# WHAT THIS TASK INVOLVES:
Copy out the whole listing below exactly.

[Opening AVAILABLE DATA section]

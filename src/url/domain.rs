use url::Url;

/// Extracts the host (with an explicit port, if any) from a URL
///
/// The host is lowercased; `www.` is kept, because the forum serves different
/// cookies on the bare and `www` hosts and links must stay on the one the
/// session is logged in to.
///
/// # Examples
///
/// ```
/// use url::Url;
/// use forum_archiver::url::extract_host;
///
/// let url = Url::parse("https://WWW.Example.com/path").unwrap();
/// assert_eq!(extract_host(&url), Some("www.example.com".to_string()));
///
/// let url = Url::parse("http://127.0.0.1:8080/").unwrap();
/// assert_eq!(extract_host(&url), Some("127.0.0.1:8080".to_string()));
/// ```
pub fn extract_host(url: &Url) -> Option<String> {
    let host = url.host_str()?.to_lowercase();
    match url.port() {
        Some(port) => Some(format!("{}:{}", host, port)),
        None => Some(host),
    }
}

/// Returns true if `candidate` is served from the same host as `site`
pub fn is_same_host(candidate: &Url, site: &Url) -> bool {
    match (extract_host(candidate), extract_host(site)) {
        (Some(a), Some(b)) => a == b,
        _ => false,
    }
}

/// String form of [`is_same_host`]; unparseable URLs are never same-host
pub fn is_same_site(candidate: &str, site: &Url) -> bool {
    Url::parse(candidate)
        .map(|url| is_same_host(&url, site))
        .unwrap_or(false)
}

#[cfg(test)]
mod tests {
    use super::*;

    fn site() -> Url {
        Url::parse("https://www.thetechgame.com/").unwrap()
    }

    #[test]
    fn test_extract_simple_host() {
        let url = Url::parse("https://example.com/").unwrap();
        assert_eq!(extract_host(&url), Some("example.com".to_string()));
    }

    #[test]
    fn test_extract_host_with_port() {
        let url = Url::parse("https://example.com:8443/").unwrap();
        assert_eq!(extract_host(&url), Some("example.com:8443".to_string()));
    }

    #[test]
    fn test_default_port_is_dropped() {
        let url = Url::parse("https://example.com:443/").unwrap();
        assert_eq!(extract_host(&url), Some("example.com".to_string()));
    }

    #[test]
    fn test_extract_uppercase_converted_to_lowercase() {
        let url = Url::parse("https://EXAMPLE.COM/").unwrap();
        assert_eq!(extract_host(&url), Some("example.com".to_string()));
    }

    #[test]
    fn test_no_host() {
        let url = Url::parse("mailto:someone@example.com").unwrap();
        assert_eq!(extract_host(&url), None);
    }

    #[test]
    fn test_same_site() {
        assert!(is_same_site(
            "https://www.thetechgame.com/Forums/t=1/topic.html",
            &site()
        ));
        assert!(is_same_site("https://WWW.THETECHGAME.COM/user", &site()));
    }

    #[test]
    fn test_other_hosts_are_not_same_site() {
        assert!(!is_same_site("https://thetechgame.com/", &site()));
        assert!(!is_same_site("https://cdn.thetechgame.com/a.png", &site()));
        assert!(!is_same_site("https://example.com/", &site()));
        assert!(!is_same_site("javascript:void(0)", &site()));
        assert!(!is_same_site("not a url", &site()));
    }
}
//! Forum Archiver: a resumable snapshot archiver for JavaScript-rendered forums
//!
//! This crate discovers profile, listing and topic pages on a single forum host,
//! reconstructs their pagination, and captures each page as rendered HTML plus a
//! full-page screenshot. Runs are strictly sequential, rate limited, tolerant of
//! anti-bot challenges, and resumable through a persisted archive ledger.

pub mod browser;
pub mod config;
pub mod context;
pub mod crawler;
pub mod ledger;
pub mod output;
pub mod state;
pub mod url;

use thiserror::Error;

/// Main error type for archiver operations
#[derive(Debug, Error)]
pub enum ArchiveError {
    #[error("Configuration error: {0}")]
    Config(#[from] ConfigError),

    #[error("URL error: {0}")]
    Url(#[from] UrlError),

    #[error("URL parse error: {0}")]
    UrlParse(#[from] ::url::ParseError),

    #[error("Ledger error: {0}")]
    Ledger(#[from] ledger::LedgerError),

    #[error("Navigation error: {0}")]
    Navigation(#[from] crawler::NavigationError),

    #[error("Browser error: {0}")]
    Browser(#[from] browser::BrowserError),

    #[error("Browser session closed: {0}")]
    SessionClosed(String),

    #[error("IO error: {0}")]
    Io(#[from] std::io::Error),

    #[error("JSON error: {0}")]
    Json(#[from] serde_json::Error),
}

impl ArchiveError {
    /// Returns true if the run cannot continue because the browsing session is gone
    pub fn is_session_closed(&self) -> bool {
        match self {
            Self::SessionClosed(_) => true,
            Self::Navigation(e) => e.is_fatal(),
            Self::Browser(e) => e.is_session_closed(),
            _ => false,
        }
    }
}

/// Configuration-specific errors
#[derive(Debug, Error)]
pub enum ConfigError {
    #[error("Failed to read config file: {0}")]
    Io(#[from] std::io::Error),

    #[error("Failed to parse TOML: {0}")]
    Parse(#[from] toml::de::Error),

    #[error("Validation error: {0}")]
    Validation(String),

    #[error("Invalid URL in config: {0}")]
    InvalidUrl(String),
}

/// URL-specific errors
#[derive(Debug, Error)]
pub enum UrlError {
    #[error("Failed to parse URL: {0}")]
    Parse(String),

    #[error("Invalid URL scheme: {0}")]
    InvalidScheme(String),

    #[error("Missing host in URL")]
    MissingHost,
}

/// Result type alias for archiver operations
pub type Result<T> = std::result::Result<T, ArchiveError>;

/// Result type alias for configuration operations
pub type ConfigResult<T> = std::result::Result<T, ConfigError>;

/// Result type alias for URL operations
pub type UrlResult<T> = std::result::Result<T, UrlError>;

// Re-export commonly used types
pub use config::Config;
pub use context::{RunContext, RunHandle};
pub use crawler::{Archiver, JobSpec, ProfileJob, UrlListJob, UrlListMode};
pub use ledger::{ArchiveRecord, Ledger};
pub use state::NavigationState;
pub use url::{classify_content_url, ContentKind};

[Closing AVAILABLE DATA section]

# EXERCISE OUTPUT:
filename src/url/domain.rs
use url::Url;

/// Extracts the host (with an explicit port, if any) from a URL
///
/// The host is lowercased; `www.` is kept, because the forum serves different
/// cookies on the bare and `www` hosts and links must stay on the one the
/// session is logged in to.
///
/// # Examples
///
/// ```
/// use url::Url;
/// use forum_archiver::url::extract_host;
///
/// let url = Url::parse("https://WWW.Example.com/path").unwrap();
/// assert_eq!(extract_host(&url), Some("www.example.com".to_string()));
///
/// let url = Url::parse("http://127.0.0.1:8080/").unwrap();
/// assert_eq!(extract_host(&url), Some("127.0.0.1:8080".to_string()));
/// ```
pub fn extract_host(url: &Url) -> Option<String> {
    let host = url.host_str()?.to_lowercase();
    match url.port() {
        Some(port) => Some(format!("{}:{}", host, port)),
        None => Some(host),
    }
}

/// Returns true if `candidate` is served from the same host as `site`
pub fn is_same_host(candidate: &Url, site: &Url) -> bool {
    match (extract_host(candidate), extract_host(site)) {
        (Some(a), Some(b)) => a == b,
        _ => false,
    }
}

/// String form of [`is_same_host`]; unparseable URLs are never same-host
pub fn is_same_site(candidate: &str, site: &Url) -> bool {
    Url::parse(candidate)
        .map(|url| is_same_host(&url, site))
        .unwrap_or(false)
}

#[cfg(test)]
mod tests {
    use super::*;

    fn site() -> Url {
        Url::parse("https://www.thetechgame.com/").unwrap()
    }

    #[test]
    fn test_extract_simple_host() {
        let url = Url::parse("https://example.com/").unwrap();
        assert_eq!(extract_host(&url), Some("example.com".to_string()));
    }

    #[test]
    fn test_extract_host_with_port() {
        let url = Url::parse("https://example.com:8443/").unwrap();
        assert_eq!(extract_host(&url), Some("example.com:8443".to_string()));
    }

    #[test]
    fn test_default_port_is_dropped() {
        let url = Url::parse("https://example.com:443/").unwrap();
        assert_eq!(extract_host(&url), Some("example.com".to_string()));
    }

    #[test]
    fn test_extract_uppercase_converted_to_lowercase() {
        let url = Url::parse("https://EXAMPLE.COM/").unwrap();
        assert_eq!(extract_host(&url), Some("example.com".to_string()));
    }

    #[test]
    fn test_no_host() {
        let url = Url::parse("mailto:someone@example.com").unwrap();
        assert_eq!(extract_host(&url), None);
    }

    #[test]
    fn test_same_site() {
        assert!(is_same_site(
            "https://www.thetechgame.com/Forums/t=1/topic.html",
            &site()
        ));
        assert!(is_same_site("https://WWW.THETECHGAME.COM/user", &site()));
    }

    #[test]
    fn test_other_hosts_are_not_same_site() {
        assert!(!is_same_site("https://thetechgame.com/", &site()));
        assert!(!is_same_site("https://cdn.thetechgame.com/a.png", &site()));
        assert!(!is_same_site("https://example.com/", &site()));
        assert!(!is_same_site("javascript:void(0)", &site()));
        assert!(!is_same_site("not a url", &site()));
    }
}
//! Forum Archiver: a resumable snapshot archiver for JavaScript-rendered forums
//!
//! This crate discovers profile, listing and topic pages on a single forum host,
//! reconstructs their pagination, and captures each page as rendered HTML plus a
//! full-page screenshot. Runs are strictly sequential, rate limited, tolerant of
//! anti-bot challenges, and resumable through a persisted archive ledger.

pub mod browser;
pub mod config;
pub mod context;
pub mod crawler;
pub mod ledger;
pub mod output;
pub mod state;
pub mod url;

use thiserror::Error;

/// Main error type for archiver operations
#[derive(Debug, Error)]
pub enum ArchiveError {
    #[error("Configuration error: {0}")]
    Config(#[from] ConfigError),

    #[error("URL error: {0}")]
    Url(#[from] UrlError),

    #[error("URL parse error: {0}")]
    UrlParse(#[from] ::url::ParseError),

    #[error("Ledger error: {0}")]
    Ledger(#[from] ledger::LedgerError),

    #[error("Navigation error: {0}")]
    Navigation(#[from] crawler::NavigationError),

    #[error("Browser error: {0}")]
    Browser(#[from] browser::BrowserError),

    #[error("Browser session closed: {0}")]
    SessionClosed(String),

    #[error("IO error: {0}")]
    Io(#[from] std::io::Error),

    #[error("JSON error: {0}")]
    Json(#[from] serde_json::Error),
}

impl ArchiveError {
    /// Returns true if the run cannot continue because the browsing session is gone
    pub fn is_session_closed(&self) -> bool {
        match self {
            Self::SessionClosed(_) => true,
            Self::Navigation(e) => e.is_fatal(),
            Self::Browser(e) => e.is_session_closed(),
            _ => false,
        }
    }
}

/// Configuration-specific errors
#[derive(Debug, Error)]
pub enum ConfigError {
    #[error("Failed to read config file: {0}")]
    Io(#[from] std::io::Error),

    #[error("Failed to parse TOML: {0}")]
    Parse(#[from] toml::de::Error),

    #[error("Validation error: {0}")]
    Validation(String),

    #[error("Invalid URL in config: {0}")]
    InvalidUrl(String),
}

/// URL-specific errors
#[derive(Debug, Error)]
pub enum UrlError {
    #[error("Failed to parse URL: {0}")]
    Parse(String),

    #[error("Invalid URL scheme: {0}")]
    InvalidScheme(String),

    #[error("Missing host in URL")]
    MissingHost,
}

/// Result type alias for archiver operations
pub type Result<T> = std::result::Result<T, ArchiveError>;

/// Result type alias for configuration operations
pub type ConfigResult<T> = std::result::Result<T, ConfigError>;

/// Result type alias for URL operations
pub type UrlResult<T> = std::result::Result<T, UrlError>;

// Re-export commonly used types
pub use config::Config;
pub use context::{RunContext, RunHandle};
pub use crawler::{Archiver, JobSpec, ProfileJob, UrlListJob, UrlListMode};
pub use ledger::{ArchiveRecord, Ledger};
pub use state::NavigationState;
pub use url::{classify_content_url, ContentKind};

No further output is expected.